Researchers are developing a blood shunt designed to grow with children, potentially reducing the need for repeated high-risk open-chest procedures.
The shunt features an inner diameter that expands when exposed to a blue light-emitting catheter, offering a less invasive solution for children born with congenital heart defects.
Children with defects in the heart’s lower chambers often undergo a series of complex surgeries early in life, starting with the implantation of a shunt to improve blood flow.
However, as these children grow, their shunts frequently need to be replaced with additional operations.
The new shunt technology could drastically change this scenario by allowing the shunt to expand in size as the child grows, reducing the number of interventions required.
The research was spearheaded by Christopher Rodell, an assistant professor of biomedical engineering at Drexel University.
He said: ‘After the surgeon first puts in the tube, these children often have to go through an additional two or three, maybe even four, surgeries just to implant a slightly larger tube. Our goal is to expand the inside of the tube with a light-emitting catheter that we insert inside the shunt, eliminating the need for additional surgeries.’
Congenital heart defects affecting the ventricles restrict blood flow to the lungs and other vital organs, and without surgical intervention, these conditions can be fatal.
Babies with these disorders often undergo an initial shunt implantation, but rapid growth necessitates further procedures to replace the shunt.
These repeated operations pose significant risks, including a heightened chance of complications and even mortality. In one study of 360 patients who underwent initial heart reconstruction, 41 required additional surgeries to replace their shunt, with seven of these cases resulting in death.
Christopher Rodell’s collaboration with colleagues Amy Throckmorton and Kara Spiller at Drexel University led to the development of an expandable shunt prototype.
This prototype uses a hydrogel-coated interior that contracts upon exposure to water, increasing the shunt's inner diameter. The earlier design expanded automatically, but Rodell improved it by introducing polymers that form new crosslinks when exposed to blue light, allowing for controlled, on-demand expansion.
‘Light has always been one of my favourite triggers because you can control when and where you apply it,’ Rodell explained.

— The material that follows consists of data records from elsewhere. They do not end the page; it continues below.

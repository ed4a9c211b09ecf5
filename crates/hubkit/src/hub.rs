//! The Hub facade.
//!
//! A [`Hub`] owns two registries, one for components and one for commands,
//! plus the dependency-injection store and the live CLI group, if one has
//! been created. Components may live in any dimension except the reserved
//! [`COMMAND_DIMENSION`]; commands always live there.
//!
//! # Construction
//!
//! [`Hub::new`] uses the clap backend and `inventory`-based discovery.
//! [`Hub::builder`] swaps either collaborator:
//!
//! ```rust
//! use hubkit::{Hub, StaticDiscovery, UnavailableBackend};
//!
//! let hub = Hub::builder()
//!     .cli_backend(UnavailableBackend::default())
//!     .discovery(StaticDiscovery::new())
//!     .component_dimension("service")
//!     .build()?;
//!
//! assert!(hub.list_components(None).is_empty());
//! # Ok::<(), hubkit::HubError>(())
//! ```

use std::any::type_name;
use std::collections::HashSet;
use std::ffi::OsString;
use std::fmt;
use std::rc::Rc;

use hubkit_registry::{Entry, Metadata, RegisterOptions, Registry};

use crate::cli::{ClapBackend, CliBackend, CliGroup, CliOutcome};
use crate::command::{
    is_reserved_command, CommandInfo, CommandOptions, CommandRecord, CommandSpec,
    COMMAND_DIMENSION, UNKNOWN_COMMAND,
};
use crate::component::{
    ComponentClass, ComponentInfo, ComponentOptions, ComponentRecord, COMPONENT_DIMENSION,
};
use crate::discovery::{ComponentDiscovery, InventoryDiscovery};
use crate::error::HubError;
use crate::inject::{Injectable, Injector, Overrides, Resolver};
use crate::lifecycle::{HubScope, LifecycleFailure, LifecyclePhase};

/// Metadata key holding the serialized [`ComponentInfo`].
pub const COMPONENT_INFO_KEY: &str = "component_info";

/// Metadata key holding the serialized [`CommandInfo`].
pub const COMMAND_INFO_KEY: &str = "command_info";

/// Component and command registry with dependency injection and CLI assembly.
pub struct Hub {
    components: Registry<ComponentRecord>,
    commands: Registry<CommandRecord>,
    injector: Injector,
    cli_backend: Box<dyn CliBackend>,
    discovery: Box<dyn ComponentDiscovery>,
    default_dimension: String,
    cli: Option<CliGroup>,
}

impl Default for Hub {
    fn default() -> Self {
        Self::new()
    }
}
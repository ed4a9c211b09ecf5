//! JSON container parsing.
//!
//! Both parsers treat blank input as "not configured" and return an empty
//! container, so an unset variable and `{}` behave the same.

use serde_json::{Map, Value};

use crate::error::ParseError;
use crate::text::trim_value;

fn kind_of(value: &Value) -> &'static str {
    match value {
        Value::Null => "null",
        Value::Bool(_) => "boolean",
        Value::Number(_) => "number",
        Value::String(_) => "string",
        Value::Array(_) => "array",
        Value::Object(_) => "object",
    }
}

fn decode(value: &str) -> Result<Value, ParseError> {
    serde_json::from_str(value).map_err(|e| ParseError::value(format!("invalid JSON: {}", e)))
}

/// Parses a JSON object.
///
/// ```rust
/// use hubkit_parse::parse_json_dict;
///
/// assert!(parse_json_dict("").unwrap().is_empty());
/// assert_eq!(parse_json_dict(r#"{"a": 1}"#).unwrap()["a"], 1);
/// assert!(parse_json_dict("[1, 2]").is_err());
/// ```
pub fn parse_json_dict(value: &str) -> Result<Map<String, Value>, ParseError> {
    if trim_value(value).is_empty() {
        return Ok(Map::new());
    }

    match decode(value)? {
        Value::Object(map) => Ok(map),
        other => Err(ParseError::value(format!(
            "expected a JSON object, got {}",
            kind_of(&other)
        ))),
    }
}

/// Parses a JSON array.
///
/// ```rust
/// use hubkit_parse::parse_json_list;
///
/// assert!(parse_json_list("  ").unwrap().is_empty());
/// assert_eq!(parse_json_list("[1, 2, 3]").unwrap().len(), 3);
/// assert!(parse_json_list(r#"{"a": 1}"#).is_err());
/// ```
pub fn parse_json_list(value: &str) -> Result<Vec<Value>, ParseError> {
    if trim_value(value).is_empty() {
        return Ok(Vec::new());
    }

    match decode(value)? {
        Value::Array(items) => Ok(items),
        other => Err(ParseError::value(format!(
            "expected a JSON array, got {}",
            kind_of(&other)
        ))),
    }
}

#[cfg(test)]
mod tests {
    use super::*;
    use serde_json::json;

    #[test]
    fn test_dict() {
        let map = parse_json_dict(r#"{"a": 1, "b": {"c": [true]}}"#).unwrap();
        assert_eq!(Value::Object(map), json!({"a": 1, "b": {"c": [true]}}));
    }

    #[test]
    fn test_dict_blank() {
        assert!(parse_json_dict("").unwrap().is_empty());
        assert!(parse_json_dict(" \n").unwrap().is_empty());
    }

    #[test]
    fn test_dict_wrong_kind() {
        let err = parse_json_dict("[1,2]").unwrap_err();
        assert_eq!(err.to_string(), "expected a JSON object, got array");
        assert!(parse_json_dict("\"text\"").is_err());
    }

    #[test]
    fn test_dict_not_json() {
        let err = parse_json_dict("not json").unwrap_err();
        assert!(err.is_value_error());
        assert!(err.to_string().starts_with("invalid JSON"));
    }

    #[test]
    fn test_list() {
        assert_eq!(parse_json_list("[1,2,3]").unwrap(), vec![json!(1), json!(2), json!(3)]);
        assert!(parse_json_list("").unwrap().is_empty());
    }

    #[test]
    fn test_list_wrong_kind() {
        let err = parse_json_list(r#"{"a":1}"#).unwrap_err();
        assert_eq!(err.to_string(), "expected a JSON array, got object");
        assert!(parse_json_list("[1,").is_err());
    }
}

In laboratory experiments, Rodell and his team, led by graduate student Akari Seiner, demonstrated that the shunt could be expanded incrementally by adjusting the duration of light exposure.
The shunt’s diameter increased by as much as 40%, from 3.5-5mm, nearly matching the size of the largest shunt typically implanted in children.
Notably, the modified shunt showed no signs of causing blood clots, inflammation, or other adverse reactions in their tests.
The following research phase will involve testing full-length shunt prototypes in a system that mimics human blood circulation. The team plans to proceed with animal trials if these tests prove successful.
This technology holds promise beyond single-ventricle heart defects, with potential applications in other paediatric surgeries where growth must be accounted for, such as in cases of traumatic injury.
Rodell said: ‘In these procedures, you run into the same problem: Children aren’t just tiny adults; they continue to grow. That’s something we need to account for in biomaterials – how that graft will behave over time.’
The research was funded by The Hartwell Foundation.